INSTRUCTIONS FOR THE TASK: Write out the data below exactly, from its first line to the line containing "reverted receipts, flaky", that line included.

RECORDS FOR THE TASK:
//! Configurable in-process doubles for the chain collaborators.
//!
//! Used by tests across the workspace: every failure mode the executor
//! must handle (stale liquidity, failing federation reads, fatal gas
//! estimation, reverted receipts, flaky transport) can be injected here,
//! and every submission is counted so at-most-once properties are
//! checkable.

use std::{
    collections::VecDeque,
    sync::{
        atomic::{AtomicUsize, Ordering},
        Mutex,
    },
};

use alloy_primitives::{Address, Bytes, B256, U256};
use async_trait::async_trait;
use bridge_lp_primitives::{
    test_utils::{fed_address, fed_keys},
    DepositProof, ParsedQuote, QuoteHash, TxRef,
};
use secp256k1::PublicKey;

use crate::{
    contract::{ContractChainClient, ProviderSigner, TxStatus},
    error::{ChainError, ChainResult},
};

#[derive(Debug)]
struct MockState {
    liquidity: U256,
    collateral: U256,
    fed_size: u32,
    fed_threshold: u32,
    fed_pub_keys: Vec<PublicKey>,
    fed_addr: String,
    active_fed_height: u64,
    fed_key_failure: Option<(u32, ChainError)>,
    transient_liquidity_failures: usize,
    gas_failure: Option<ChainError>,
    status_script: VecDeque<TxStatus>,
}

/// A scriptable [`ContractChainClient`] double.
#[derive(Debug)]
pub struct MockContractChain {
    state: Mutex<MockState>,
    register_calls: AtomicUsize,
    register_without_tx_calls: AtomicUsize,
    call_for_user_calls: AtomicUsize,
    next_tx: AtomicUsize,
}

impl Default for MockContractChain {
    fn default() -> Self {
        Self::new()
    }
}

impl MockContractChain {
    /// A healthy chain: 2000 wei of liquidity, ample collateral, a
    /// three-member federation and receipts that confirm immediately.
    pub fn new() -> Self {
        let keys = fed_keys(3);
        Self {
            state: Mutex::new(MockState {
                liquidity: U256::from(2000),
                collateral: U256::from(1_000_000),
                fed_size: keys.len() as u32,
                fed_threshold: 2,
                fed_pub_keys: keys,
                fed_addr: fed_address().canonical(),
                active_fed_height: 100,
                fed_key_failure: None,
                transient_liquidity_failures: 0,
                gas_failure: None,
                status_script: VecDeque::new(),
            }),
            register_calls: AtomicUsize::new(0),
            register_without_tx_calls: AtomicUsize::new(0),
            call_for_user_calls: AtomicUsize::new(0),
            next_tx: AtomicUsize::new(1),
        }
    }

    /// Sets the liquidity reported to the guard.
    pub fn set_liquidity(&self, liquidity: U256) {
        self.state.lock().unwrap().liquidity = liquidity;
    }

    /// Sets the collateral reported to the guard.
    pub fn set_collateral(&self, collateral: U256) {
        self.state.lock().unwrap().collateral = collateral;
    }

    /// Makes the federation key read at `index` fail with `err`.
    pub fn fail_fed_key_at(&self, index: u32, err: ChainError) {
        self.state.lock().unwrap().fed_key_failure = Some((index, err));
    }

    /// Overrides the textual federation address.
    pub fn set_fed_address(&self, address: String) {
        self.state.lock().unwrap().fed_addr = address;
    }

    /// Overrides the reported signing threshold.
    pub fn set_fed_threshold(&self, threshold: u32) {
        self.state.lock().unwrap().fed_threshold = threshold;
    }

    /// Makes every gas estimation fail with `err` until cleared.
    pub fn fail_gas_estimation(&self, err: ChainError) {
        self.state.lock().unwrap().gas_failure = Some(err);
    }

    /// Makes the next `n` liquidity reads fail transiently.
    pub fn fail_next_liquidity_reads(&self, n: usize) {
        self.state.lock().unwrap().transient_liquidity_failures = n;
    }

    /// Scripts the statuses returned by successive `tx_status` calls; once
    /// the script runs dry, `Confirmed` is returned.
    pub fn script_statuses(&self, statuses: impl IntoIterator<Item = TxStatus>) {
        self.state.lock().unwrap().status_script = statuses.into_iter().collect();
    }

    /// Number of combined register-and-call submissions.
    pub fn register_calls(&self) -> usize {
        self.register_calls.load(Ordering::SeqCst)
    }

    /// Number of plain registration submissions.
    pub fn register_without_tx_calls(&self) -> usize {
        self.register_without_tx_calls.load(Ordering::SeqCst)
    }

    /// Number of stand-alone user call submissions.
    pub fn call_for_user_calls(&self) -> usize {
        self.call_for_user_calls.load(Ordering::SeqCst)
    }

    /// Total number of registration submissions of either kind.
    pub fn total_registrations(&self) -> usize {
        self.register_calls() + self.register_without_tx_calls()
    }

    fn mint_tx_ref(&self) -> TxRef {
        let n = self.next_tx.fetch_add(1, Ordering::SeqCst) as u64;
        let mut bytes = [0u8; 32];
        bytes[24..].copy_from_slice(&n.to_be_bytes());
        TxRef(B256::from(bytes))
    }
}

#[async_trait]
impl ContractChainClient for MockContractChain {
    async fn available_liquidity(&self, _provider: Address) -> ChainResult<U256> {
        let mut state = self.state.lock().unwrap();
        if state.transient_liquidity_failures > 0 {
            state.transient_liquidity_failures -= 1;
            return Err(ChainError::Transient("liquidity read timed out".into()));
        }
        Ok(state.liquidity)
    }

    async fn collateral(&self, _provider: Address) -> ChainResult<U256> {
        Ok(self.state.lock().unwrap().collateral)
    }

    async fn fed_size(&self) -> ChainResult<u32> {
        Ok(self.state.lock().unwrap().fed_size)
    }

    async fn fed_threshold(&self) -> ChainResult<u32> {
        Ok(self.state.lock().unwrap().fed_threshold)
    }

    async fn fed_public_key(&self, index: u32) -> ChainResult<PublicKey> {
        let state = self.state.lock().unwrap();
        if let Some((failing, err)) = &state.fed_key_failure {
            if *failing == index {
                return Err(err.clone());
            }
        }
        state
            .fed_pub_keys
            .get(index as usize)
            .copied()
            .ok_or_else(|| ChainError::Fatal(format!("no federation member at index {index}")))
    }

    async fn fed_address(&self) -> ChainResult<String> {
        Ok(self.state.lock().unwrap().fed_addr.clone())
    }

    async fn active_fed_block_height(&self) -> ChainResult<u64> {
        Ok(self.state.lock().unwrap().active_fed_height)
    }

    async fn estimate_gas(&self, _to: Address, _value: U256, data: Bytes) -> ChainResult<u64> {
        if let Some(err) = &self.state.lock().unwrap().gas_failure {
            return Err(err.clone());
        }
        Ok(21_000 + data.len() as u64 * 16)
    }

    async fn gas_price(&self) -> ChainResult<U256> {
        Ok(U256::from(1_000_000_000u64))
    }

    async fn register_peg_in(
        &self,
        _quote: &ParsedQuote,
        _signature: &Bytes,
        _proof: &DepositProof,
    ) -> ChainResult<TxRef> {
        self.register_calls.fetch_add(1, Ordering::SeqCst);
        Ok(self.mint_tx_ref())
    }

    async fn register_peg_in_without_tx(
        &self,
        _quote: &ParsedQuote,
        _signature: &Bytes,
        _proof: &DepositProof,
    ) -> ChainResult<TxRef> {
        self.register_without_tx_calls.fetch_add(1, Ordering::SeqCst);
        Ok(self.mint_tx_ref())
    }

    async fn call_for_user(&self, _quote: &ParsedQuote) -> ChainResult<TxRef> {
        self.call_for_user_calls.fetch_add(1, Ordering::SeqCst);
        Ok(self.mint_tx_ref())
    }

    async fn tx_status(&self, _tx_ref: TxRef) -> ChainResult<TxStatus> {
        let mut state = self.state.lock().unwrap();
        Ok(state.status_script.pop_front().unwrap_or(TxStatus::Confirmed))
    }
}

/// A [`ProviderSigner`] double producing deterministic signature bytes.
#[derive(Debug, Default)]
pub struct MockSigner;

#[async_trait]
impl ProviderSigner for MockSigner {
    async fn sign_quote(&self, hash: QuoteHash) -> ChainResult<Bytes> {
        // 64-byte "signature" plus a recovery byte, derived from the hash.
        let mut sig = Vec::with_capacity(65);
        sig.extend_from_slice(hash.as_bytes());
        sig.extend_from_slice(hash.as_bytes());
        sig.push(0x1b);
        Ok(Bytes::from(sig))
    }
}

#[cfg(test)]
mod tests {
    use super::*;

    #[tokio::test]
    async fn status_script_drains_then_confirms() {
        let chain = MockContractChain::new();
        chain.script_statuses([TxStatus::Pending, TxStatus::Pending]);

        let tx_ref = TxRef(B256::ZERO);
        assert_eq!(chain.tx_status(tx_ref).await.unwrap(), TxStatus::Pending);
        assert_eq!(chain.tx_status(tx_ref).await.unwrap(), TxStatus::Pending);
        assert_eq!(chain.tx_status(tx_ref).await.unwrap(), TxStatus::Confirmed);
    }

    #[tokio::test]
    async fn transient_liquidity_failures_heal() {
        let chain = MockContractChain::new();
        chain.fail_next_liquidity_reads(1);

        let provider = Address::repeat_byte(0x01);
        assert!(chain.available_liquidity(provider).await.is_err());
        assert!(chain.available_liquidity(provider).await.is_ok());
    }

    #[tokio::test]
    async fn tx_refs_are_unique() {
        let chain = MockContractChain::new();
        let quote = ParsedQuote::from(&bridge_lp_primitives::test_utils::sample_quote());
        let proof = bridge_lp_primitives::test_utils::sample_deposit_proof(10);
        let sig = Bytes::new();

        let a = chain.register_peg_in(&quote, &sig, &proof).await.unwrap();
        let b = chain.register_peg_in(&quote, &sig, &proof).await.unwrap();
        assert_ne!(a, b);
        assert_eq!(chain.register_calls(), 2);
    }
}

TASK ANSWER:
//! Configurable in-process doubles for the chain collaborators.
//!
//! Used by tests across the workspace: every failure mode the executor
//! must handle (stale liquidity, failing federation reads, fatal gas
//! estimation, reverted receipts, flaky transport) can be injected here,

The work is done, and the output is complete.